• **EXERCISE REQUIREMENTS**
Gather all lines from the material that contain "after".

• **INPUT MATERIAL**

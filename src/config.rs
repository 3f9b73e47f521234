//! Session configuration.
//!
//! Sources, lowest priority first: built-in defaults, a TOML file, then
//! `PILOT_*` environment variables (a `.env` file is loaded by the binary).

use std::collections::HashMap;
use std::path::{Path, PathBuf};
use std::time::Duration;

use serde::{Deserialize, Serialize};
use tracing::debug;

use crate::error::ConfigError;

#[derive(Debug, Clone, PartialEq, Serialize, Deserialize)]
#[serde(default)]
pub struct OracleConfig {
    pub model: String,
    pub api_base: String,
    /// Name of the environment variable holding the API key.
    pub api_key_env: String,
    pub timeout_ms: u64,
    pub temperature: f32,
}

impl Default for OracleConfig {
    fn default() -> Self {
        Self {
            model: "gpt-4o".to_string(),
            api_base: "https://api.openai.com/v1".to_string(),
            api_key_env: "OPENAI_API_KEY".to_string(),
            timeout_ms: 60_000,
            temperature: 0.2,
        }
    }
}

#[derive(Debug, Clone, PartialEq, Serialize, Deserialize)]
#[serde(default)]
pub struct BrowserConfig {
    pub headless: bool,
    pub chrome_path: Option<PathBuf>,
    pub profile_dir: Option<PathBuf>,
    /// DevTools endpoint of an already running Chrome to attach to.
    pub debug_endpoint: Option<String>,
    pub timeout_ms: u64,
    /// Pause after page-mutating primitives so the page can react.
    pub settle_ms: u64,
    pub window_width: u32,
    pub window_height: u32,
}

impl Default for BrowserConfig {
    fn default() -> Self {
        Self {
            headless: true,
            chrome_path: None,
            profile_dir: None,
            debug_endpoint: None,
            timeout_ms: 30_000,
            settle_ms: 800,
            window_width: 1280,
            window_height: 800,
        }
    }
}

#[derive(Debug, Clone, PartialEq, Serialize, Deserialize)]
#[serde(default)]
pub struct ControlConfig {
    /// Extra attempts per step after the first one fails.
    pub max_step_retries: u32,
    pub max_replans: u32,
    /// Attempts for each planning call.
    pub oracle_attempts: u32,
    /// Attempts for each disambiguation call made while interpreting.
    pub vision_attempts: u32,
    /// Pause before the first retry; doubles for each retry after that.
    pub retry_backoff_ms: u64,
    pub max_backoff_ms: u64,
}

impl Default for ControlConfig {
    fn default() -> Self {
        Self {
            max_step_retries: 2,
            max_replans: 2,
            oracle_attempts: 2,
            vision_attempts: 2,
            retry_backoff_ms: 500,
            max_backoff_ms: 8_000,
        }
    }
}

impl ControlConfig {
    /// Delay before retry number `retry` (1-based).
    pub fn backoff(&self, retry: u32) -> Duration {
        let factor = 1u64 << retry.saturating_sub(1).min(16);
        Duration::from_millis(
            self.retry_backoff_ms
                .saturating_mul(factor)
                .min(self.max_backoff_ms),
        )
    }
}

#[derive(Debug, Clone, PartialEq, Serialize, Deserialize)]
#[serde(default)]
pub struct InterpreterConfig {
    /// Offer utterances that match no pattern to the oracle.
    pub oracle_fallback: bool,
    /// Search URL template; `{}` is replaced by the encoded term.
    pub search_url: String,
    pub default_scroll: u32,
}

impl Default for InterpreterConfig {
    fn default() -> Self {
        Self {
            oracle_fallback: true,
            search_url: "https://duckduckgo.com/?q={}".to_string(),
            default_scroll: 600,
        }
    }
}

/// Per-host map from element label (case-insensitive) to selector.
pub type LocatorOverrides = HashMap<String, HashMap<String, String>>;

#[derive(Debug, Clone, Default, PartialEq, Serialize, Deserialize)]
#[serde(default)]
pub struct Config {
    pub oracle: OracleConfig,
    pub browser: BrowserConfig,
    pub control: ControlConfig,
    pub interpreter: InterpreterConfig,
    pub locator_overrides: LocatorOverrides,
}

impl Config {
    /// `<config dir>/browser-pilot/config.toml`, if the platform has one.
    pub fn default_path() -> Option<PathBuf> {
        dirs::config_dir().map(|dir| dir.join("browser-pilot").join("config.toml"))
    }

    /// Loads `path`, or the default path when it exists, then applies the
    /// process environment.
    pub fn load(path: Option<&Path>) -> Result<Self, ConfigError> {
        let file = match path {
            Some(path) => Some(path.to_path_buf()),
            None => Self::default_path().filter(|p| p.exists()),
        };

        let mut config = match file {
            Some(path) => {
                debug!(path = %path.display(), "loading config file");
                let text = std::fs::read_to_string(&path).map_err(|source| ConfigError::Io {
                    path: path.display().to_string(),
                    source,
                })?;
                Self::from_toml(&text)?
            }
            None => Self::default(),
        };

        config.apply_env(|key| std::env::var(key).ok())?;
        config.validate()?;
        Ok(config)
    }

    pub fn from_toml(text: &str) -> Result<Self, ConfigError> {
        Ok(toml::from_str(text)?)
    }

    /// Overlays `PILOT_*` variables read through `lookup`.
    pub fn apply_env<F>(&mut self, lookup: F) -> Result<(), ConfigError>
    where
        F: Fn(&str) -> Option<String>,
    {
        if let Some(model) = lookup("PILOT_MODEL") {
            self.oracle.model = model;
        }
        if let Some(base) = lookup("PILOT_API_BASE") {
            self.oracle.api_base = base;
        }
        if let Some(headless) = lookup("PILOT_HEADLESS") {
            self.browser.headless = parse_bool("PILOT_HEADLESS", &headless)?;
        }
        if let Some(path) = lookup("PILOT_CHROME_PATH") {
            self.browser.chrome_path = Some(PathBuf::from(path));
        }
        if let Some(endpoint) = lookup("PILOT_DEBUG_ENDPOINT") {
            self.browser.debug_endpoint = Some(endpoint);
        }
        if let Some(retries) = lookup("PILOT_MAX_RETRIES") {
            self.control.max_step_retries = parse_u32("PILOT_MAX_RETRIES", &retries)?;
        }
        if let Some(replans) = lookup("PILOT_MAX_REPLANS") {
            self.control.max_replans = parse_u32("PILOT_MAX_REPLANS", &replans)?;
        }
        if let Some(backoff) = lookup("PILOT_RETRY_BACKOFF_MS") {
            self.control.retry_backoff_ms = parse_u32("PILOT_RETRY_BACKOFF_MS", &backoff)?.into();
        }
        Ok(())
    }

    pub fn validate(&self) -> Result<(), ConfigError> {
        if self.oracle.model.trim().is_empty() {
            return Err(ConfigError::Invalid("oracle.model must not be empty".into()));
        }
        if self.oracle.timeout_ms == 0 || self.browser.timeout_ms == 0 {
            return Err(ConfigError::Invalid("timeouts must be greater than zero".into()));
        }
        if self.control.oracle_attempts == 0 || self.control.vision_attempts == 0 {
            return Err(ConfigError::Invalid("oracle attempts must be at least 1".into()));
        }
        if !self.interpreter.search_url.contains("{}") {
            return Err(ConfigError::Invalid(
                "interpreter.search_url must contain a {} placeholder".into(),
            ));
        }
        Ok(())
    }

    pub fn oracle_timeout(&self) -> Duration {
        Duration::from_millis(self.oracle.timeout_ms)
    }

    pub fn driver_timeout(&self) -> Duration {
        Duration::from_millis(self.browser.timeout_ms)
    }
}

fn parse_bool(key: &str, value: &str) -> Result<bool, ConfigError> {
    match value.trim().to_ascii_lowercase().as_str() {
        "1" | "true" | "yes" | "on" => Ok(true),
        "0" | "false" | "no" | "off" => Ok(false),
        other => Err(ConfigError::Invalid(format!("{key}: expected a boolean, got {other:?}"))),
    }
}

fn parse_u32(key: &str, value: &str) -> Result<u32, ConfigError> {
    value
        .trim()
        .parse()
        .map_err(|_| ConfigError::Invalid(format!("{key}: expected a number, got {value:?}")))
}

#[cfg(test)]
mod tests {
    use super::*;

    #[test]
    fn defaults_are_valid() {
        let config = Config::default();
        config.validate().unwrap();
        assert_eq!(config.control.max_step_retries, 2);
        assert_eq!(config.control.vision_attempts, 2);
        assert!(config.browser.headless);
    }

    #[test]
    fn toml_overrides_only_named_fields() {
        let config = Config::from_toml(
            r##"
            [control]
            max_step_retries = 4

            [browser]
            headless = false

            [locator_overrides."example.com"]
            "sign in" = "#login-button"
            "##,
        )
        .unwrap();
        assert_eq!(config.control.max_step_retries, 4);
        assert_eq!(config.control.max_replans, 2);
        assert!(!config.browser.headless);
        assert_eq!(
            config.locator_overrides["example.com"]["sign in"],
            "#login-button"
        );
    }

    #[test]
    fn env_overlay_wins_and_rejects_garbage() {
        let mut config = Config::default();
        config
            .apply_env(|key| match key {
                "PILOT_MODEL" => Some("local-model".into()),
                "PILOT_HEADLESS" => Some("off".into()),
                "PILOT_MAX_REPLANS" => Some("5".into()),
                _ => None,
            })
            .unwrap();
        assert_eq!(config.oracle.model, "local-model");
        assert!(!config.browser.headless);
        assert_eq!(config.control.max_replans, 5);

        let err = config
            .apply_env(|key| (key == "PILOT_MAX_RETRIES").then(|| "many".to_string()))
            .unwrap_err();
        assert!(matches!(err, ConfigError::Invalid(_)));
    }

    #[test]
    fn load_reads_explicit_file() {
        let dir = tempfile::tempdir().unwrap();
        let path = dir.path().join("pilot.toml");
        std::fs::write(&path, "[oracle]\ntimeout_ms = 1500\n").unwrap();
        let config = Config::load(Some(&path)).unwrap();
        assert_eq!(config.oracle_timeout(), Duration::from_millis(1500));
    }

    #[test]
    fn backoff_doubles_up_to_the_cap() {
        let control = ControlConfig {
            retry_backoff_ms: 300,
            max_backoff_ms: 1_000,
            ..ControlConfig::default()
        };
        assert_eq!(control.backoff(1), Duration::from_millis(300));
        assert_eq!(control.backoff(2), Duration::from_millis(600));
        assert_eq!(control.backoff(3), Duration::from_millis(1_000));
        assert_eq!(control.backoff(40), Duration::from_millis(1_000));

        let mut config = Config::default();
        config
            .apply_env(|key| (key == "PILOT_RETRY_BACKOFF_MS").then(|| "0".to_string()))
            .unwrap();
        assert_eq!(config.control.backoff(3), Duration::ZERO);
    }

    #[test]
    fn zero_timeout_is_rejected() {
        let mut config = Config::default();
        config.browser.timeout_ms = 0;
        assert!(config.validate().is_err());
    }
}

--

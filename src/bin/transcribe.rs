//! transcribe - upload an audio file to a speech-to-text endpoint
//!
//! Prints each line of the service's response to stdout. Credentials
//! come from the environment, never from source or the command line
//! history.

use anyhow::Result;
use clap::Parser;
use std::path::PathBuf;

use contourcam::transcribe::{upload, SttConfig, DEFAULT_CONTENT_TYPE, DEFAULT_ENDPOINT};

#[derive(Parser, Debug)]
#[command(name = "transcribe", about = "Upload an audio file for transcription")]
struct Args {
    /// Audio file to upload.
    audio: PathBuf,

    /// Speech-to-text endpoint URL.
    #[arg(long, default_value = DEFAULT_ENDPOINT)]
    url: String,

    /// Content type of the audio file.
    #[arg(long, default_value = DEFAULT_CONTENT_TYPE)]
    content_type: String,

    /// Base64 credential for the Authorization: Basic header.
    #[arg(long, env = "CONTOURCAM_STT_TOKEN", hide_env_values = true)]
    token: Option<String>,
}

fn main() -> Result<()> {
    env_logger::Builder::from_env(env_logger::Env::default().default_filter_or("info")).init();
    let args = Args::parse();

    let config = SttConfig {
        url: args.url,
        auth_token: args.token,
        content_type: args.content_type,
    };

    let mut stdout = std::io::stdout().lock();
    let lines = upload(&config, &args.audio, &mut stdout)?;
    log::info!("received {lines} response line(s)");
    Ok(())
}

• **EXPECTED ANSWER**
    /// Pause after page-mutating primitives so the page can react.
    /// Extra attempts per step after the first one fails.
    /// Pause before the first retry; doubles for each retry after that.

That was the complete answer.